**Activity:**
Whenever a line in the records below holds the string "derive", copy it out.

**Data under study:**
▬▬▬

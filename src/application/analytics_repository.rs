// Repository trait for analytics data access
use async_trait::async_trait;
use serde_json::Value;

/// Backend analytics endpoints the dashboard reads from.
#[derive(Debug, Clone, Copy, PartialEq, Eq, Hash)]
pub enum Endpoint {
    Traffic,
    Categories,
    Radar,
    Heatmap,
    RecentReports,
    Sources,
}

impl Endpoint {
    pub const ALL: [Endpoint; 6] = [
        Endpoint::Traffic,
        Endpoint::Categories,
        Endpoint::Radar,
        Endpoint::Heatmap,
        Endpoint::RecentReports,
        Endpoint::Sources,
    ];

    pub fn name(&self) -> &'static str {
        match self {
            Endpoint::Traffic => "traffic",
            Endpoint::Categories => "categories",
            Endpoint::Radar => "radar",
            Endpoint::Heatmap => "heatmap",
            Endpoint::RecentReports => "recent_reports",
            Endpoint::Sources => "sources",
        }
    }
}

#[derive(Debug, thiserror::Error)]
pub enum FetchError {
    #[error("request failed: {0}")]
    Transport(#[from] reqwest::Error),
    #[error("endpoint returned {status}: {body}")]
    Status { status: u16, body: String },
    #[error("malformed response body: {0}")]
    Decode(#[from] serde_json::Error),
}

#[async_trait]
pub trait AnalyticsRepository: Send + Sync {
    /// Fetch the raw JSON document served by `endpoint`.
    async fn fetch(&self, endpoint: Endpoint) -> Result<Value, FetchError>;
}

▬▬▬

**Reply to the exercise:**
#[derive(Debug, Clone, Copy, PartialEq, Eq, Hash)]
#[derive(Debug, thiserror::Error)]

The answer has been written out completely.